Warschau. Zehntausende Polinnen protestierten gegen ein drohendes Abtreibungsverbot – mit erstem Erfolg: Der Gesetzentwurf wurde nun gekippt.

Überraschend hat Polens Regierung ihren Kurs in der Abtreibungspolitik geändert und die weitere Verschärfung des Abtreibungsverbotes gekippt. In einer eilig einberufenen Sitzung lehnte das Parlament den Gesetzesentwurf einer Bürgerbewegung von Abtreibungsgegnern am Donnerstag nach zweiter Lesung ab. 352 Abgeordnete stimmten dafür, die heftig umstrittene Initiative zu verwerfen, 58 waren dagegen, 18 enthielten sich.
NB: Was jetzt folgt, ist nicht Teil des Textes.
use std::{borrow::Cow, env};

use crate::config::ConfigLookup;

/// A [`ConfigLookup`] reading environment variables.
///
/// Every call to [`get`](ConfigLookup::get) reads the environment again, so a
/// value changed between two tests is picked up by the second one. Values that
/// are not valid UTF-8 are converted lossily, which means they never assert a
/// key.
#[derive(Debug, Default, Clone, Copy, PartialEq, Eq)]
pub struct EnvLookup;

impl ConfigLookup for EnvLookup {
    fn get(&self, key: &str) -> Option<Cow<'_, str>> {
        // No variable can have such a name.
        if key.is_empty() || key.contains(['=', '\0']) {
            return None;
        }

        env::var_os(key).map(|value| Cow::Owned(value.to_string_lossy().into_owned()))
    }
}

#[cfg(test)]
mod tests {
    use super::*;

    #[test]
    fn reads_current_environment() {
        const KEY: &str = "KITAG_ENV_LOOKUP_READS_CURRENT_ENVIRONMENT";

        assert_eq!(EnvLookup.get(KEY), None);

        // SAFETY: the key is unique to this test, nothing else reads or writes it.
        unsafe { env::set_var(KEY, "") };
        assert!(EnvLookup.is_asserted(KEY));

        // SAFETY: see above.
        unsafe { env::set_var(KEY, "false") };
        assert!(!EnvLookup.is_asserted(KEY));

        // SAFETY: see above.
        unsafe { env::remove_var(KEY) };
        assert!(!EnvLookup.is_asserted(KEY));
    }

    #[test]
    fn unrepresentable_keys_are_absent() {
        assert_eq!(EnvLookup.get(""), None);
        assert_eq!(EnvLookup.get("skip=Tests"), None);
        assert_eq!(EnvLookup.get("skip\0Tests"), None);
    }
}
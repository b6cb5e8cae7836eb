//! Binding tests to categories.
//!
//! A [`Declaration`] is what a test carries to tell a runner what it is: its
//! [`Category`], its [`TestShape`] and, for test groups, an [`ExecutionMode`].
//! There is one binding for every combination of category and shape, so
//! instead of one marker per combination we have a single value built by
//! [`Declaration::single`], [`Declaration::parameterized`] or
//! [`Declaration::group`].
//!
//! Declaring does not evaluate anything. The skip condition for a declaration
//! is computed by [`Declaration::evaluate`] whenever the runner is about to
//! invoke the test.
//!
//! Runners that keep tests under an identifier of their own can use the
//! [`Registry`] to store declarations and answer label, mode and skip queries.

use std::{borrow::Cow, collections::BTreeMap, fmt::Display};

use crate::{
    category::Category,
    config::ConfigLookup,
    skip::{self, SkipDecision},
};

/// The shape of a declared test unit.
#[derive(Debug, Clone, Copy, PartialEq, Eq, Hash)]
pub enum TestShape {
    /// A single test function.
    Single,

    /// One test function invoked once per externally generated input.
    Parameterized,

    /// A factory that produces test units at run time.
    Group,
}

impl Display for TestShape {
    fn fmt(&self, f: &mut std::fmt::Formatter<'_>) -> std::fmt::Result {
        f.write_str(match self {
            TestShape::Single => "test",
            TestShape::Parameterized => "parameterized test",
            TestShape::Group => "test group",
        })
    }
}

/// How the test units produced by a group may be scheduled.
///
/// This is only a hint. It tells the runner the produced units do not depend on
/// each other's order, it does not schedule anything by itself and it has no
/// influence on whether the group is skipped.
#[derive(Debug, Clone, Copy, PartialEq, Eq, Hash, Default)]
pub enum ExecutionMode {
    #[default]
    Sequential,
    Concurrent,
}

impl Display for ExecutionMode {
    fn fmt(&self, f: &mut std::fmt::Formatter<'_>) -> std::fmt::Result {
        f.write_str(match self {
            ExecutionMode::Sequential => "Sequential",
            ExecutionMode::Concurrent => "Concurrent",
        })
    }
}

/// The category, shape and execution mode of a test.
///
/// Only groups carry a mode other than [`ExecutionMode::Sequential`]; the
/// constructors make sure of that, and a declaration cannot be changed once
/// it exists.
#[derive(Debug, Clone, Copy, PartialEq, Eq, Hash)]
pub struct Declaration {
    category: Category,
    shape: TestShape,
    mode: ExecutionMode,
}

impl Declaration {
    pub const fn single(category: Category) -> Self {
        Self {
            category,
            shape: TestShape::Single,
            mode: ExecutionMode::Sequential,
        }
    }

    pub const fn parameterized(category: Category) -> Self {
        Self {
            category,
            shape: TestShape::Parameterized,
            mode: ExecutionMode::Sequential,
        }
    }

    pub const fn group(category: Category, mode: ExecutionMode) -> Self {
        Self {
            category,
            shape: TestShape::Group,
            mode,
        }
    }

    pub const fn category(&self) -> Category {
        self.category
    }

    pub const fn shape(&self) -> TestShape {
        self.shape
    }

    pub const fn mode(&self) -> ExecutionMode {
        self.mode
    }

    /// The label a runner may group or select by.
    pub const fn label(&self) -> &'static str {
        self.category.name()
    }

    /// Evaluate the skip condition of the bound category.
    pub fn evaluate<L: ConfigLookup + ?Sized>(&self, lookup: &L) -> SkipDecision {
        skip::evaluate(self.category, lookup)
    }
}

impl Display for Declaration {
    fn fmt(&self, f: &mut std::fmt::Formatter<'_>) -> std::fmt::Result {
        write!(f, "{} {}", self.category, self.shape)?;
        if let TestShape::Group = self.shape {
            write!(f, " ({})", self.mode)?;
        }
        Ok(())
    }
}

#[derive(Debug, Clone, PartialEq, Eq, thiserror::Error)]
pub enum DeclarationError {
    #[error("{id:?} is already declared as {existing}")]
    AlreadyDeclared { id: String, existing: Declaration },
}

/// Declarations keyed by test identifier.
///
/// Once an identifier is declared its declaration is fixed; declaring it again
/// fails with [`DeclarationError::AlreadyDeclared`]. Queries for identifiers
/// that were never declared return `None`.
#[derive(Debug, Default, Clone, PartialEq, Eq)]
pub struct Registry {
    declarations: BTreeMap<Cow<'static, str>, Declaration>,
}

impl Registry {
    pub fn new() -> Self {
        Self::default()
    }

    pub fn declare(
        &mut self,
        id: impl Into<Cow<'static, str>>,
        declaration: Declaration,
    ) -> Result<(), DeclarationError> {
        let id = id.into();
        if let Some(existing) = self.declarations.get(&id) {
            return Err(DeclarationError::AlreadyDeclared {
                id: id.into_owned(),
                existing: *existing,
            });
        }

        tracing::trace!(%id, %declaration, "declared");
        self.declarations.insert(id, declaration);
        Ok(())
    }

    pub fn declaration(&self, id: &str) -> Option<&Declaration> {
        self.declarations.get(id)
    }

    pub fn label(&self, id: &str) -> Option<&'static str> {
        self.declaration(id).map(Declaration::label)
    }

    pub fn mode(&self, id: &str) -> Option<ExecutionMode> {
        self.declaration(id).map(Declaration::mode)
    }

    /// Evaluate the skip condition for `id` against `lookup`.
    pub fn evaluate<L: ConfigLookup + ?Sized>(&self, id: &str, lookup: &L) -> Option<SkipDecision> {
        self.declaration(id)
            .map(|declaration| declaration.evaluate(lookup))
    }

    pub fn iter(&self) -> impl ExactSizeIterator<Item = (&str, &Declaration)> {
        self.declarations
            .iter()
            .map(|(id, declaration)| (id.as_ref(), declaration))
    }

    pub fn len(&self) -> usize {
        self.declarations.len()
    }

    pub fn is_empty(&self) -> bool {
        self.declarations.is_empty()
    }
}
//! Category based test skipping.
//!
//! Every [`Test`](test::Test) belongs to a [`Category`](category::Category).
//! Right before a test runs, the harness looks up `skipTests` and the skip key
//! of the category (`skipUnitTests`, `skipIntegrationTests`, `skipE2ETests`)
//! and skips the test if either is asserted, that is set to `""` or `"true"`.

pub mod category;
pub mod config;
pub mod declaration;
pub mod outcome;
pub mod skip;

mod strategy;
pub use strategy::*;

mod harness;
pub use harness::*;

mod report;
pub use report::*;

#[cfg(test)]
mod test_support;
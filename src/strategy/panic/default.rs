use std::{
    any::Any,
    panic::{AssertUnwindSafe, catch_unwind},
};

use crate::{
    outcome::{TestFailure, TestStatus},
    panic::TestPanicHandler,
    test::TestResult,
};

/// The [`TestPanicHandler`] used by the default harness.
///
/// A test passes when it returns `Ok(())` or `()` without panicking. It fails
/// with [`TestFailure::Error`] when it returns an error and with
/// [`TestFailure::Panicked`] when it panics.
#[derive(Debug, Default, Clone)]
pub struct DefaultPanicHandler;

impl DefaultPanicHandler {
    /// Convert a panic payload into a string.
    ///
    /// This matches the common payload types produced by `panic!` (`&'static str` and `String`).
    /// Other payload types are formatted as a generic placeholder.
    pub fn payload_as_string(err: Box<dyn Any + Send + 'static>) -> String {
        err.downcast::<&'static str>()
            .map(|s| s.to_string())
            .or_else(|err| err.downcast::<String>().map(|s| *s))
            .unwrap_or_else(|_| String::from("Box<dyn Any>"))
    }
}

impl TestPanicHandler for DefaultPanicHandler {
    fn handle<F: FnOnce() -> TestResult>(&self, f: F, name: &str) -> TestStatus {
        // Nothing observes `f` after it panicked.
        match catch_unwind(AssertUnwindSafe(f)) {
            Ok(result) => result.into(),
            Err(err) => {
                let msg = Self::payload_as_string(err);
                tracing::warn!(test = name, %msg, "test panicked");
                TestStatus::Failed(TestFailure::Panicked(msg))
            }
        }
    }
}

#[cfg(test)]
mod tests {
    use super::*;
    use crate::{category::Category, test_support::*};

    #[test]
    fn handling_panics_works() {
        let tests = &[
            declare_test! {
                name: "ok",
                func: || ()
            },
            declare_test! {
                name: "panic",
                category: Category::Integration,
                func: || if true { panic!("boom") }
            },
            declare_test! {
                name: "error",
                func: || Err::<(), _>("nope")
            },
        ];

        let report = harness(tests)
            .with_panic_handler(DefaultPanicHandler)
            .run()
            .unwrap();
        let outcomes = report.outcomes;

        assert!(outcomes[0].1.passed());
        assert_eq!(
            outcomes[1].1.status,
            TestStatus::Failed(TestFailure::Panicked("boom".into()))
        );
        assert_eq!(
            outcomes[2].1.status,
            TestStatus::Failed(TestFailure::Error("\"nope\"".into()))
        );
    }

    #[test]
    fn formatted_panic_payloads() {
        let status = DefaultPanicHandler.handle(|| panic!("code {}", 7), "formatted");
        assert_eq!(
            status,
            TestStatus::Failed(TestFailure::Panicked("code 7".into()))
        );
    }
}
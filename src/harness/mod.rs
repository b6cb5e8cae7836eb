pub use test::{ListedTest, TestHarness};

use crate::{
    ignore::DefaultIgnore, panic::DefaultPanicHandler, runner::ConcurrentRunner, test::Test,
};

/// Create a harness for `tests` with the default strategies.
///
/// - tests are skipped per category through `-Dkey[=value]` arguments of the
///   current process and, below those, environment variables
/// - panics are caught and reported as failures
/// - concurrent groups use one worker per available core
pub fn harness(tests: &[Test]) -> TestHarness<'_, DefaultIgnore, DefaultPanicHandler, ConcurrentRunner> {
    TestHarness {
        tests,
        ignore: DefaultIgnore::default(),
        panic_handler: DefaultPanicHandler,
        runner: ConcurrentRunner::default(),
    }
}
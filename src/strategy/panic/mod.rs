//! Panic handling.
//!
//! A panic handler executes a test body and decides the resulting
//! [`TestStatus`]. The runners decide when and where a test runs, the panic
//! handler is the piece that actually calls it.
//!
//! Implement [`TestPanicHandler`] to define how panics turn into statuses.

use crate::{outcome::TestStatus, test::TestResult};

mod no;
pub use no::*;

mod default;
pub use default::*;

/// A strategy for executing a test function and translating panics into a [`TestStatus`].
///
/// Handlers are called by shared reference, possibly from worker threads of a
/// concurrent group.
pub trait TestPanicHandler {
    /// Execute `f`, the test named `name`, and return its status.
    fn handle<F: FnOnce() -> TestResult>(&self, f: F, name: &str) -> TestStatus;
}
use std::{
    process::{ExitCode, Termination},
    time::Duration,
};

use crate::outcome::TestOutcome;

pub type TestOutcomes = Vec<(String, TestOutcome)>;

/// The result of a harness run.
///
/// Outcomes are listed in the order they finished. Tests of a concurrent
/// group may therefore appear in a different order than they were produced.
#[derive(Debug, Default)]
#[non_exhaustive]
pub struct TestReport {
    pub outcomes: TestOutcomes,
    pub duration: Duration,
}

impl TestReport {
    pub fn passed(&self) -> usize {
        self.outcomes.iter().filter(|(_, o)| o.passed()).count()
    }

    pub fn skipped(&self) -> usize {
        self.outcomes.iter().filter(|(_, o)| o.skipped()).count()
    }

    pub fn failed(&self) -> usize {
        self.outcomes.iter().filter(|(_, o)| o.failed()).count()
    }

    pub fn is_success(&self) -> bool {
        self.failed() == 0
    }

    /// The first outcome reported under `name`.
    ///
    /// Case and child names are unique within their test, but a top-level test
    /// named like the child of another test (`group::child`) is not detected.
    pub fn outcome(&self, name: &str) -> Option<&TestOutcome> {
        self.outcomes
            .iter()
            .find_map(|(n, outcome)| (n == name).then_some(outcome))
    }
}

impl Termination for TestReport {
    fn report(self) -> ExitCode {
        match self.is_success() {
            true => ExitCode::SUCCESS,
            false => ExitCode::FAILURE,
        }
    }
}
//! Offline account store
//!
//! Keeps accounts in client [`Storage`] so the session layer keeps working
//! when the API cannot be reached. Responses, defaults and errors mirror the
//! server's. A demo account is seeded the first time the store is used.

use anyhow::Context;
use async_trait::async_trait;
use serde::{Deserialize, Serialize};
use tokio::sync::Mutex;
use uuid::Uuid;

use super::storage::DynStorage;
use super::{AccountStore, ClientError};
use crate::config::DEFAULT_ADMIN_EMAIL;
use crate::models::{AuthResponse, User, UserProfileUpdate, UserRole};
use crate::services::auth::validate_signup;
use crate::services::{hash_password, normalize_email, verify_password, SignupInput};

/// Storage key holding the JSON array of accounts
pub const USERS_KEY: &str = "cloud_apex_users";
/// Storage key holding the active local token
pub const SESSION_KEY: &str = "cloud_apex_session";

const TOKEN_PREFIX: &str = "local.";

pub const DEMO_EMAIL: &str = "alex.chen@cloudapex.com";
pub const DEMO_PASSWORD: &str = "password123";

#[derive(Debug, Clone, Serialize, Deserialize)]
#[serde(rename_all = "camelCase")]
struct LocalAccount {
    user: User,
    password_hash: String,
}

pub struct LocalStore {
    storage: DynStorage,
    admin_email: String,
    // Serializes read-modify-write cycles on the account list
    write_lock: Mutex<()>,
}

impl LocalStore {
    pub fn new(storage: DynStorage) -> Self {
        Self::with_admin_email(storage, DEFAULT_ADMIN_EMAIL)
    }

    pub fn with_admin_email(storage: DynStorage, admin_email: impl Into<String>) -> Self {
        Self {
            storage,
            admin_email: normalize_email(&admin_email.into()),
            write_lock: Mutex::new(()),
        }
    }

    fn load_accounts(&self) -> Result<Vec<LocalAccount>, ClientError> {
        match self.storage.get(USERS_KEY)? {
            Some(raw) => {
                let accounts = serde_json::from_str(&raw).context("Corrupt local account store")?;
                Ok(accounts)
            }
            None => {
                let accounts = vec![demo_account()?];
                self.save_accounts(&accounts)?;
                Ok(accounts)
            }
        }
    }

    fn save_accounts(&self, accounts: &[LocalAccount]) -> Result<(), ClientError> {
        let raw = serde_json::to_string(accounts).context("Failed to encode local accounts")?;
        self.storage.set(USERS_KEY, &raw)?;
        Ok(())
    }

    fn start_session(&self, user: User) -> Result<AuthResponse, ClientError> {
        let token = format!("{}{}", TOKEN_PREFIX, user.id);
        self.storage.set(SESSION_KEY, &token)?;
        Ok(AuthResponse { token, user })
    }

    /// Resolve a local token to the index of its account
    fn authenticate(&self, accounts: &[LocalAccount], token: &str) -> Result<usize, ClientError> {
        let id = token
            .strip_prefix(TOKEN_PREFIX)
            .ok_or_else(|| ClientError::Unauthenticated("Invalid token".to_string()))?;

        if self.storage.get(SESSION_KEY)?.as_deref() != Some(token) {
            return Err(ClientError::Unauthenticated("No active session".to_string()));
        }

        accounts
            .iter()
            .position(|a| a.user.id == id)
            .ok_or_else(|| ClientError::NotFound("User not found".to_string()))
    }
}

fn demo_account() -> Result<LocalAccount, ClientError> {
    let password_hash = hash_password(DEMO_PASSWORD).context("Failed to hash demo password")?;

    let mut user = User::new(
        "1".to_string(),
        "Alex Chen".to_string(),
        DEMO_EMAIL.to_string(),
        String::new(),
        UserRole::Student,
    );
    user.location = "San Francisco, CA".to_string();
    user.level = 12;
    user.xp = 4500;
    user.total_xp = 5000;
    user.bio = "Passionate about cloud architecture and automation. \
                Currently mastering Kubernetes and Terraform."
        .to_string();

    Ok(LocalAccount {
        user,
        password_hash,
    })
}

#[async_trait]
impl AccountStore for LocalStore {
    async fn signup(&self, name: &str, email: &str, password: &str) -> Result<AuthResponse, ClientError> {
        let input = SignupInput::new(name, email, password);
        validate_signup(&input)?;

        let _guard = self.write_lock.lock().await;
        let mut accounts = self.load_accounts()?;

        let email = normalize_email(email);
        if accounts.iter().any(|a| a.user.email == email) {
            return Err(ClientError::Conflict("User already exists".to_string()));
        }

        let role = if email == self.admin_email {
            UserRole::Admin
        } else {
            UserRole::Student
        };
        let password_hash = hash_password(password).context("Failed to hash password")?;
        let user = User::new(
            Uuid::new_v4().to_string(),
            name.trim().to_string(),
            email,
            String::new(),
            role,
        );

        accounts.push(LocalAccount {
            user: user.clone(),
            password_hash,
        });
        self.save_accounts(&accounts)?;

        tracing::debug!(user_id = %user.id, "Local account created");
        self.start_session(user)
    }

    async fn login(&self, email: &str, password: &str) -> Result<AuthResponse, ClientError> {
        let accounts = {
            let _guard = self.write_lock.lock().await;
            self.load_accounts()?
        };

        let email = normalize_email(email);
        let account = accounts
            .into_iter()
            .find(|a| a.user.email == email)
            .ok_or_else(|| ClientError::NotFound("User not found".to_string()))?;

        let valid = verify_password(password, &account.password_hash)
            .context("Failed to verify password")?;
        if !valid {
            return Err(ClientError::InvalidCredentials("Invalid password".to_string()));
        }

        self.start_session(account.user)
    }

    async fn current_user(&self, token: &str) -> Result<User, ClientError> {
        let _guard = self.write_lock.lock().await;
        let accounts = self.load_accounts()?;
        let index = self.authenticate(&accounts, token)?;
        Ok(accounts[index].user.clone())
    }

    async fn update_profile(&self, token: &str, update: &UserProfileUpdate) -> Result<User, ClientError> {
        if let Some(name) = &update.name {
            if name.trim().is_empty() {
                return Err(ClientError::Validation("Name cannot be empty".to_string()));
            }
        }

        let _guard = self.write_lock.lock().await;
        let mut accounts = self.load_accounts()?;
        let index = self.authenticate(&accounts, token)?;

        let user = &mut accounts[index].user;
        user.apply_profile_update(update);
        user.updated_at = chrono::Utc::now();
        let updated = user.clone();

        self.save_accounts(&accounts)?;
        Ok(updated)
    }

    async fn change_password(
        &self,
        token: &str,
        current_password: &str,
        new_password: &str,
    ) -> Result<(), ClientError> {
        let _guard = self.write_lock.lock().await;
        let mut accounts = self.load_accounts()?;
        let index = self.authenticate(&accounts, token)?;

        let valid = verify_password(current_password, &accounts[index].password_hash)
            .context("Failed to verify password")?;
        if !valid {
            return Err(ClientError::InvalidCredentials("Invalid password".to_string()));
        }
        if new_password.is_empty() {
            return Err(ClientError::Validation(
                "New password cannot be empty".to_string(),
            ));
        }

        accounts[index].password_hash =
            hash_password(new_password).context("Failed to hash password")?;
        self.save_accounts(&accounts)
    }

    async fn logout(&self, _token: &str) -> Result<(), ClientError> {
        self.storage.remove(SESSION_KEY)?;
        Ok(())
    }
}

#[cfg(test)]
mod tests {
    use super::*;
    use crate::client::storage::{FileStorage, MemoryStorage, Storage};
    use std::sync::Arc;

    fn store() -> (LocalStore, Arc<MemoryStorage>) {
        let storage = Arc::new(MemoryStorage::new());
        (LocalStore::new(storage.clone()), storage)
    }

    #[tokio::test]
    async fn test_demo_account_is_seeded() {
        let (store, storage) = store();

        let auth = store.login(DEMO_EMAIL, DEMO_PASSWORD).await.unwrap();

        assert_eq!(auth.token, "local.1");
        assert_eq!(auth.user.name, "Alex Chen");
        assert_eq!(auth.user.level, 12);
        assert_eq!(auth.user.total_xp, 5000);
        assert_eq!(storage.get(SESSION_KEY).unwrap(), Some("local.1".to_string()));
        assert!(storage.get(USERS_KEY).unwrap().is_some());
    }

    #[tokio::test]
    async fn test_signup_mirrors_server_defaults() {
        let (store, _) = store();

        let auth = store.signup("Sam", " Sam@X.com ", "secret123").await.unwrap();

        assert_eq!(auth.user.email, "sam@x.com");
        assert_eq!(auth.user.role, UserRole::Student);
        assert_eq!(auth.user.location, "Remote");
        assert_eq!(auth.user.level, 1);
        assert_eq!(auth.user.xp, 0);
        assert_eq!(auth.user.total_xp, 1000);
        assert_eq!(store.current_user(&auth.token).await.unwrap(), auth.user);

        let admin = store.signup("Dana", "admin@cloudapex.com", "secret123").await.unwrap();
        assert_eq!(admin.user.role, UserRole::Admin);
    }

    #[tokio::test]
    async fn test_signup_errors() {
        let (store, _) = store();

        let dup = store.signup("Alex", DEMO_EMAIL, "secret123").await;
        assert!(matches!(dup, Err(ClientError::Conflict(_))));

        let blank = store.signup("", "a@x.com", "secret123").await;
        assert!(matches!(blank, Err(ClientError::Validation(_))));

        let bad_email = store.signup("A", "not-an-email", "secret123").await;
        assert!(matches!(bad_email, Err(ClientError::Validation(_))));
    }

    #[tokio::test]
    async fn test_login_errors() {
        let (store, _) = store();

        let missing = store.login("ghost@x.com", "secret123").await;
        assert!(matches!(missing, Err(ClientError::NotFound(_))));

        let wrong = store.login(DEMO_EMAIL, "nope").await;
        assert!(matches!(wrong, Err(ClientError::InvalidCredentials(_))));
    }

    #[tokio::test]
    async fn test_token_checks() {
        let (store, _) = store();
        let auth = store.login(DEMO_EMAIL, DEMO_PASSWORD).await.unwrap();

        let foreign = store.current_user("eyJhbGciOiJIUzI1NiJ9.x.y").await;
        assert!(matches!(foreign, Err(ClientError::Unauthenticated(_))));

        store.logout(&auth.token).await.unwrap();
        let stale = store.current_user(&auth.token).await;
        assert!(matches!(stale, Err(ClientError::Unauthenticated(_))));
    }

    #[tokio::test]
    async fn test_profile_and_password() {
        let (store, _) = store();
        let auth = store.login(DEMO_EMAIL, DEMO_PASSWORD).await.unwrap();

        let update = UserProfileUpdate {
            location: Some("Berlin".to_string()),
            ..Default::default()
        };
        let first = store.update_profile(&auth.token, &update).await.unwrap();
        let second = store.update_profile(&auth.token, &update).await.unwrap();
        assert_eq!(first.location, "Berlin");
        assert_eq!(second.location, "Berlin");
        assert_eq!(second.bio, auth.user.bio);

        let blank = UserProfileUpdate {
            name: Some("  ".to_string()),
            ..Default::default()
        };
        let result = store.update_profile(&auth.token, &blank).await;
        assert!(matches!(result, Err(ClientError::Validation(_))));

        let wrong = store.change_password(&auth.token, "nope", "next456").await;
        assert!(matches!(wrong, Err(ClientError::InvalidCredentials(_))));

        store
            .change_password(&auth.token, DEMO_PASSWORD, "next456")
            .await
            .unwrap();
        assert!(store.login(DEMO_EMAIL, "next456").await.is_ok());
        assert!(store.login(DEMO_EMAIL, DEMO_PASSWORD).await.is_err());
    }

    #[tokio::test]
    async fn test_accounts_survive_restart() {
        let dir = tempfile::tempdir().expect("Failed to create temp dir");

        let first = LocalStore::new(Arc::new(FileStorage::new(dir.path()).unwrap()));
        first.signup("Sam", "sam@x.com", "secret123").await.unwrap();

        let second = LocalStore::new(Arc::new(FileStorage::new(dir.path()).unwrap()));
        let auth = second.login("sam@x.com", "secret123").await.unwrap();

        assert_eq!(auth.user.name, "Sam");
    }
}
Damit reagierte die mit absoluter Mehrheit regierende PiS-Partei, die den Entwurf zunächst unterstützt hatte, auf internationale Kritik und massive Proteste. Zehntausende Frauen und Männer hatten in den vergangenen Tagen gegen das vorgesehene Totalverbot von Schwangerschaftsabbrüchen sowie Haftstrafen für Frauen und Ärzte nach Abtreibungen protestiert. Die Nationalkonservativen wollen polnischen Medienberichten zufolge einen eigenen, weniger restriktiven Gesetzesentwurf einbringen.

Abtreibung schon jetzt streng geregelt

Die umstrittene Initiative der Bürgerbewegung „Stop Aborcji“ („Stoppt Abtreibungen“) will jede Form von Abtreibung verbieten lassen – so auch Schwangerschaftsabbrüche nach einer Vergewaltigung. Nach polnischem Recht können Bürgerbewegungen Gesetzentwürfe einbringen, wenn sie genug Unterstützer finden.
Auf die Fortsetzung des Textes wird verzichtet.